O caso concreto envolvia uma denúncia por injúria racial, supostamente ocorrida após uma partida de futebol no interior de São Paulo. A acusação baseava-se em um vídeo cujo áudio teria registrado a palavra “macaco”. No entanto, a perícia oficial do Instituto de Criminalística não confirmou a existência da expressão. Diante dessa limitação técnica, investigadores recorreram a ferramentas de inteligência artificial generativa, que produziram um relatório apontando conclusão diversa — e foi justamente esse documento que acabou sustentando a denúncia.

A Corte, sob a relatoria do ministro Reynaldo Soares da Fonseca, rejeitou essa construção probatória. O fundamento é simples, mas profundo: o processo penal não admite atalhos tecnológicos que comprometam a segurança jurídica.

A decisão ressalta que modelos de IA generativa operam com base em padrões estatísticos e probabilísticos, não em verificação empírica direta. Isso significa que podem produzir resultados plausíveis, porém incorretos — fenômeno conhecido como “alucinação”. No caso analisado, a fragilidade era ainda mais evidente: a ferramenta utilizada sequer era adequada para análise fonética, pois foi concebida para processamento de linguagem textual, e não para interpretação técnica de áudio.

Diante desse cenário, o STJ determinou a exclusão do relatório dos autos e ordenou que o juízo de origem reavaliasse a admissibilidade da acusação sem considerar o material produzido por inteligência artificial.

Mais do que resolver um caso específico, o julgamento estabelece um paradigma. A inteligência artificial pode, sim, ser utilizada como instrumento auxiliar de investigação. Pode indicar caminhos, sugerir hipóteses, organizar dados. Mas não pode substituir o trabalho pericial humano, tampouco servir como prova autônoma quando carece de transparência, validação científica e possibilidade de controle pelas partes.

A decisão dialoga diretamente com princípios estruturantes do processo penal: o contraditório, a ampla defesa e a necessidade de fundamentação racional das decisões judiciais.
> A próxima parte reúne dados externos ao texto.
use {
    crate::prelude::*,
    colored::ColoredString,
    std::{sync::Arc, thread},
};

/// Print a grey colored line to separate sections
pub(crate) fn separator() -> ColoredString {
    "\n-=-=-=-=-=-=-=-".truecolor(100, 100, 100)
}

/// Print the title of the currently executed command.
#[macro_export]
macro_rules! command_title {
    ($($args:tt)*) => {
        if !JSON_MODE.load(Ordering::Relaxed) {
            println!(
                "\n{arrow} {title}{separator}",
                arrow = "▶".bold().purple(),
                title = format!($($args)*).bold(),
                separator = $crate::display::separator()
            );
        }
    };
}

/// Notify the user of a successful operation. Basicaly [`println!`] but
/// includes a not [`JSON_MODE`] check and some success formatting.
#[macro_export]
macro_rules! notify_success {
    ($($args:tt)*) => {
        if !JSON_MODE.load(Ordering::Relaxed) {
            println!(
                "[{check}] {msg}",
                check = "✔".green().bold(),
                msg = format!($($args)*)
            );
        }
    };
}

/// Similar to [`notify_success!`] but for values that had to be substituted.
/// Warnings go to stderr so they survive `--json`.
#[macro_export]
macro_rules! notify_warning {
    ($($args:tt)*) => {
        eprintln!(
            "[{warning}] {msg}",
            warning = "⚠".yellow().bold(),
            msg = format!($($args)*)
        );
    };
}

/// Formatted list item.
#[macro_export]
macro_rules! item {
    ($($args:tt)*) => {
        if !JSON_MODE.load(Ordering::Relaxed) {
            println!(
                "    {arrow} {item}",
                arrow = "▶".truecolor(100, 100, 100),
                item = format!($($args)*)
            );
        }
    };
}

/// Macro to print a loading state. Accepts a message and returns a
/// [`LoadingHandle`] to change the state of the loading.
#[macro_export]
macro_rules! loading {
    ($fmt:expr) => {{
        use std::{
            io::Write,
            sync::{atomic::AtomicBool, Arc},
            thread,
        };

        let success = Arc::new(AtomicBool::new(false));
        let error = Arc::new(AtomicBool::new(false));

        let thread = {
            let success = success.clone();
            let error = error.clone();

            thread::spawn(move || {
                let frames = ["/", "-", "\\", "|"];

                let mut i = 0;

                while !JSON_MODE.load(Ordering::Relaxed) {
                    print!("\r[{}] {msg} ", frames[i].purple(), msg = format!($fmt));

                    if success.load(Ordering::Relaxed) {
                        println!(
                            "\r[{check}] {msg}",
                            check = "✔".green().bold(),
                            msg = format!($fmt)
                        );

                        break;
                    }

                    if error.load(Ordering::Relaxed) {
                        println!(
                            "\r[{ballot}] {msg}",
                            ballot = "✘".red().bold(),
                            msg = format!($fmt)
                        );

                        break;
                    }

                    i = (i + 1) % frames.len();

                    let _ = std::io::stdout().flush();

                    thread::sleep(std::time::Duration::from_millis(100));
                }
            })
        };

        $crate::display::LoadingHandle::new(success, error, thread)
    }};
}

/// Struct helping with handling loading state.
pub(crate) struct LoadingHandle {
    success: Arc<AtomicBool>,
    error: Arc<AtomicBool>,
    thread: thread::JoinHandle<()>,
}

impl LoadingHandle {
    pub(crate) fn new(
        success: Arc<AtomicBool>,
        error: Arc<AtomicBool>,
        thread: thread::JoinHandle<()>,
    ) -> Self {
        Self {
            success,
            error,
            thread,
        }
    }

    /// Mark the loading as successful.
    pub(crate) fn success(self) {
        self.success.store(true, Ordering::Relaxed);
        self.join();
    }

    /// Mark the loading as errored.
    pub(crate) fn error(self) {
        self.error.store(true, Ordering::Relaxed);
        self.join();
    }

    fn join(self) {
        if self.thread.join().is_err() {
            log::debug!("Loading indicator thread panicked");
        }
    }
}

/// If [`JSON_MODE`] is enabled, output the given data as JSON.
pub(crate) fn json_output<T: Serialize>(data: &T) -> AnyResult<(), BlogcoinCliError> {
    if !JSON_MODE.load(Ordering::Relaxed) {
        return Ok(());
    }

    match serde_json::to_string_pretty(data) {
        Ok(json) => {
            println!("{}", json);

            Ok(())
        }
        Err(e) => Err(BlogcoinCliError::Any(e.into())),
    }
}
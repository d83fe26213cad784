#![doc = include_str!("../README.md")]

use blogcoin_toolkit::{bind_addr, bootstrap};

mod blog;
mod error;
mod pinata;
mod upload_to_ipfs;

/// Port the tools listen on unless `BLOGCOIN_BIND_ADDR` says otherwise.
const DEFAULT_PORT: u16 = 8082;

#[tokio::main]
async fn main() {
    bootstrap!(
        bind_addr(DEFAULT_PORT),
        [upload_to_ipfs::UploadToIpfs, blog::Blog]
    )
}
Uma prova que não pode ser auditada, replicada ou contestada de forma técnica não se sustenta em um Estado de Direito.

Para advogados, abre-se um campo relevante de atuação. A impugnação de provas baseadas em sistemas não auditáveis passa a encontrar respaldo claro na jurisprudência do STJ. Para o Ministério Público e as autoridades investigativas, o recado é igualmente nítido: o uso de tecnologia exige responsabilidade metodológica e rigor técnico.

No plano mais amplo, a decisão antecipa um debate inevitável. A incorporação da inteligência artificial ao sistema de justiça demandará não apenas entusiasmo com a inovação, mas sobretudo governança, regulação e critérios científicos claros.

O STJ, ao rejeitar a prova produzida por IA neste caso, não se posiciona contra o avanço tecnológico. Ao contrário, estabelece uma condição essencial para que ele ocorra de forma legítima: sem transparência e sem controle, não há prova — há apenas risco.

E, no processo penal, o risco nunca pode substituir a certeza necessária para se acusar alguém.